Peak Dst -195 nT

A “severe” storm occurred on June 21-23, 2015. This storm arose in response to variable solar-wind conditions that the Space Weather Prediction Center of the National Oceanic and Atmospheric Administration (SWPC, NOAA) associated with active region 2371 on the Sun. A series of 3 coronal mass ejections (CMEs) originated from this active region. These were subsequently recorded by NASA’s Advanced Composition Explorer (ACE) satellite, located on the Sun-Earth line at a distance approximately 1% of the distance from the Earth to the Sun, as abrupt enhancements in solar-wind velocity and density. With the arrival of the CMEs at the Earth on about June 21 16:45 UT, June 22 05:45 UT, and June 22 18:30 UT, concomitant increases in solar-wind ram pressure abruptly compressed the Earth’s magnetosphere. These generated eastward-flowing magnetopause electric currents and positive perturbations in the horizontal component of the geomagnetic field recorded at low-latitude magnetic observatories around the world, including at USGS observatories in Guam, Honolulu, and San Juan.

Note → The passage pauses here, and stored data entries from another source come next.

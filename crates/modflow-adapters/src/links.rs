//! Links de la plataforma: `https://discord.com/channels/<guild>/<channel>[/<message>]`.

use modflow_core::{ChannelId, CommunityId};
use once_cell::sync::Lazy;
use regex::Regex;

static LINK_RE: Lazy<Regex> = Lazy::new(|| {
    Regex::new(r"https?://(?:(?:ptb|canary)\.)?discord(?:app)?\.com/channels/(\d+)/(\d+)(?:/(\d+))?").expect("static link regex")
});

#[derive(Debug, Clone, Copy, PartialEq, Eq)]
pub struct MessageLink {
    pub community: CommunityId,
    pub channel: ChannelId,
    pub message: Option<u64>,
}

impl MessageLink {
    pub fn url(&self) -> String {
        match self.message {
            Some(m) => format!("https://discord.com/channels/{}/{}/{m}", self.community, self.channel),
            None => format!("https://discord.com/channels/{}/{}", self.community, self.channel),
        }
    }
}

/// Primer link válido dentro del texto. IDs que no entran en `u64` no cuentan.
pub fn parse_message_link(text: &str) -> Option<MessageLink> {
    let caps = LINK_RE.captures(text)?;
    let community = caps.get(1)?.as_str().parse().ok()?;
    let channel = caps.get(2)?.as_str().parse().ok()?;
    let message = match caps.get(3) {
        Some(m) => Some(m.as_str().parse().ok()?),
        None => None,
    };
    Some(MessageLink { community: CommunityId(community),
                       channel: ChannelId(channel),
                       message })
}

#[cfg(test)]
mod tests {
    use super::*;

    #[test]
    fn parses_message_and_channel_links() {
        let link = parse_message_link("see https://discord.com/channels/11/22/33 please").unwrap();
        assert_eq!(link.community, CommunityId(11));
        assert_eq!(link.channel, ChannelId(22));
        assert_eq!(link.message, Some(33));
        assert_eq!(link.url(), "https://discord.com/channels/11/22/33");

        let chan = parse_message_link("https://ptb.discordapp.com/channels/5/6").unwrap();
        assert_eq!(chan.message, None);
    }

    #[test]
    fn rejects_garbage_and_overflow() {
        assert!(parse_message_link("not a link").is_none());
        assert!(parse_message_link("https://discord.com/channels/99999999999999999999999/1/2").is_none());
    }
}
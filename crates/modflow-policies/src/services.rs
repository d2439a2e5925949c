//! Contratos de los servicios externos (traducción y clasificación).
//!
//! El pipeline sólo depende de estos traits; las implementaciones HTTP viven
//! en la aplicación y los tests usan stubs.
use async_trait::async_trait;
use serde::{Deserialize, Serialize};

use crate::errors::ServiceError;

/// Resultado del clasificador de propaganda.
#[derive(Debug, Clone, Default, PartialEq, Serialize, Deserialize)]
pub struct PropagandaVerdict {
    pub likely: bool,
    /// Técnicas detectadas (p. ej. "loaded language").
    #[serde(default)]
    pub labels: Vec<String>,
}

#[async_trait]
pub trait Translator: Send + Sync {
    async fn translate(&self, text: &str, target_language: &str) -> Result<String, ServiceError>;
}

#[async_trait]
pub trait PropagandaClassifier: Send + Sync {
    async fn classify(&self, text: &str) -> Result<PropagandaVerdict, ServiceError>;
}

#[async_trait]
pub trait ToxicityScorer: Send + Sync {
    /// Puntaje en [0, 1].
    async fn score(&self, text: &str) -> Result<f64, ServiceError>;
}

/// Servicio sin credenciales configuradas: siempre responde `Unavailable`.
#[derive(Debug, Clone)]
pub struct DisabledService {
    name: &'static str,
}

impl DisabledService {
    pub fn new(name: &'static str) -> Self {
        Self { name }
    }
}

#[async_trait]
impl Translator for DisabledService {
    async fn translate(&self, _text: &str, _target_language: &str) -> Result<String, ServiceError> {
        Err(ServiceError::Unavailable(self.name.to_string()))
    }
}

#[async_trait]
impl PropagandaClassifier for DisabledService {
    async fn classify(&self, _text: &str) -> Result<PropagandaVerdict, ServiceError> {
        Err(ServiceError::Unavailable(self.name.to_string()))
    }
}

#[async_trait]
impl ToxicityScorer for DisabledService {
    async fn score(&self, _text: &str) -> Result<f64, ServiceError> {
        Err(ServiceError::Unavailable(self.name.to_string()))
    }
}

#[cfg(test)]
mod tests {
    use super::*;

    #[test]
    fn disabled_service_reports_its_name() {
        let svc = DisabledService::new("toxicity");
        let err = tokio_test::block_on(svc.score("hola")).unwrap_err();
        assert_eq!(err, ServiceError::Unavailable("toxicity".into()));
        assert!(tokio_test::block_on(svc.translate("hola", "en")).is_err());
    }

    #[test]
    fn verdict_wire_format() {
        let v: PropagandaVerdict = serde_json::from_value(serde_json::json!({ "likely": true })).unwrap();
        assert!(v.likely);
        assert!(v.labels.is_empty(), "labels es opcional");
    }
}
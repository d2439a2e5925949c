//! modflow-policies – Evaluación automática de contenido
//!
//! Pipeline sin estado: transliterar → traducir → normalizar mayúsculas →
//! clasificar (propaganda y toxicidad). Los servicios externos se modelan con
//! traits; cualquier fallo o timeout degrada el resultado en lugar de cortar al
//! llamador. También provee la lista de bloqueo (coloquialismos) y el render
//! del resultado para el canal de moderación.

pub mod denylist;
pub mod errors;
pub mod normalize;
pub mod pipeline;
pub mod render;
pub mod services;

pub use denylist::Denylist;
pub use errors::ServiceError;
pub use pipeline::{Degradation, Evaluation, EvaluationConfig, EvaluationPipeline, PipelineStep, DEFAULT_TOXICITY_THRESHOLD};
pub use render::render_evaluation;
pub use services::{DisabledService, PropagandaClassifier, PropagandaVerdict, ToxicityScorer, Translator};
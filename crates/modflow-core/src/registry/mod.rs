//! Registry de flujos activos.
//!
//! En lugar de un mapa por tipo de flujo más un mapa ID→usuario por tipo, hay
//! un único `FlowRegistry` indexado por (usuario, tipo) y un único
//! `CorrelationIndex` compartido. El `IdAllocator` también es único, así que
//! un ID identifica a lo sumo una instancia sin importar su tipo.

mod index;
mod types;

pub use index::CorrelationIndex;
pub use types::FlowRegistry;
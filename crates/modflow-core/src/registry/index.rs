use std::collections::HashMap;

use crate::ids::{CorrelationId, UserId};
use crate::workflow::WorkflowKind;

/// Índice `CorrelationId -> (usuario, tipo)`.
///
/// Se construye de forma incremental y nunca se poda: una entrada cuya
/// instancia ya fue removida queda obsoleta, y el `FlowRegistry` la resuelve
/// como "no encontrada" al verificar la instancia viva.
#[derive(Debug, Default)]
pub struct CorrelationIndex {
    inner: HashMap<CorrelationId, (UserId, WorkflowKind)>,
}

impl CorrelationIndex {
    pub fn new() -> Self {
        Self::default()
    }

    pub fn insert(&mut self, id: CorrelationId, owner: UserId, kind: WorkflowKind) {
        self.inner.insert(id, (owner, kind));
    }

    /// Entrada cruda, sin verificar si la instancia sigue registrada.
    pub fn get(&self, id: CorrelationId) -> Option<(UserId, WorkflowKind)> {
        self.inner.get(&id).copied()
    }

    pub fn len(&self) -> usize {
        self.inner.len()
    }

    pub fn is_empty(&self) -> bool {
        self.inner.is_empty()
    }
}
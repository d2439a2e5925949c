//! Errores específicos del core.

use thiserror::Error;

use crate::workflow::WorkflowState;

#[derive(Debug, Error, PartialEq, Eq, Clone)]
pub enum CoreError {
    #[error("unknown workflow kind: {0}")] UnknownKind(String),
    #[error("invalid transition {from:?} -> {to:?}")] InvalidTransition { from: WorkflowState, to: WorkflowState },
}
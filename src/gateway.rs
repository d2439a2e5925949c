//! Puente con el conector de la plataforma: JSON delimitado por líneas.
//!
//! Entrada (stdin):
//! - `{"type":"ready","bot":{"id":1,"name":"Group 13 Bot"},"guilds":[...]}` una vez;
//! - `{"type":"message","author":5,"community":10,"channel":"group-13","content":"..."}`.
//!
//! Salida (stdout): `{"type":"send","destination":{"channel":11},"content":"..."}`.
use modflow_core::UserId;
use serde::{Deserialize, Serialize};

use crate::directory::GuildSnapshot;
use crate::errors::BotError;
use crate::router::{Destination, InboundMessage, Outbound};

#[derive(Debug, Clone, PartialEq, Eq, Serialize, Deserialize)]
pub struct BotIdentity {
    pub id: UserId,
    pub name: String,
}

#[derive(Debug, Clone, PartialEq, Eq, Serialize, Deserialize)]
#[serde(tag = "type", rename_all = "snake_case")]
pub enum GatewayEvent {
    Ready {
        #[serde(default)]
        bot: Option<BotIdentity>,
        #[serde(default)]
        guilds: Vec<GuildSnapshot>,
    },
    Message(InboundMessage),
}

#[derive(Debug, Clone, PartialEq, Eq, Serialize, Deserialize)]
#[serde(tag = "type", rename_all = "snake_case")]
pub enum GatewayCommand {
    Send { destination: Destination, content: String },
}

impl From<Outbound> for GatewayCommand {
    fn from(out: Outbound) -> Self {
        GatewayCommand::Send { destination: out.destination,
                               content: out.content }
    }
}

/// Parsea una línea de entrada. Las líneas en blanco no son eventos.
pub fn parse_event(line: &str) -> Result<Option<GatewayEvent>, BotError> {
    let line = line.trim();
    if line.is_empty() {
        return Ok(None);
    }
    Ok(Some(serde_json::from_str(line)?))
}

pub fn encode_command(out: Outbound) -> Result<String, BotError> {
    Ok(serde_json::to_string(&GatewayCommand::from(out))?)
}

After the arrival at Earth of the third CME, ACE data indicate that the solar wind’s interplanetary magnetic field (IMF) was southward directed, an orientation that is optimal for connection of the IMF onto geomagnetic field lines. Once this connection occurred, the magnetosphere was effectively opened up to the solar wind, allowing electrically charged, energetic particles to be deposited into the magnetotail and into the westward-flowing equatorial ring current of the inner magnetosphere. This process is recorded at low-latitude magnetic observatories as a general “main-phase” diminishment in horizontal geomagnetic disturbance, the longitudinal average of which is the Dst index. This storm saw a maximum –Dst of 195 nT, realized on June 23 at about 04:30 UT and, so, by this measure this storm was slightly smaller than the St. Patrick’s day storm of March 17, 2015. Still, this storm is the second largest of this unusually subdued solar cycle. By comparison, in the last solar cycle, several storms had maximum –Dst exceeding 300 nT, and one exceeded 400 nT. The mid-latitude magnetic activity index Kp reached a value of 8 (one less than the maximum of 9).

As was typical for an intense storm, geomagnetic activity was particularly intense at high latitudes. For example, at the Barrow observatory on the north shore of Alaska, magnetic declination varied by about 10 degrees over the course of this storm. Aurora were seen across Alaska, Canada, and many states in the lower continental United States.

The storm attracted media attention, including reports published by the Washington Post, CBS News, NBC News, National Geographic, and Slate. A summary of this storm was also featured on the home page of the USGS.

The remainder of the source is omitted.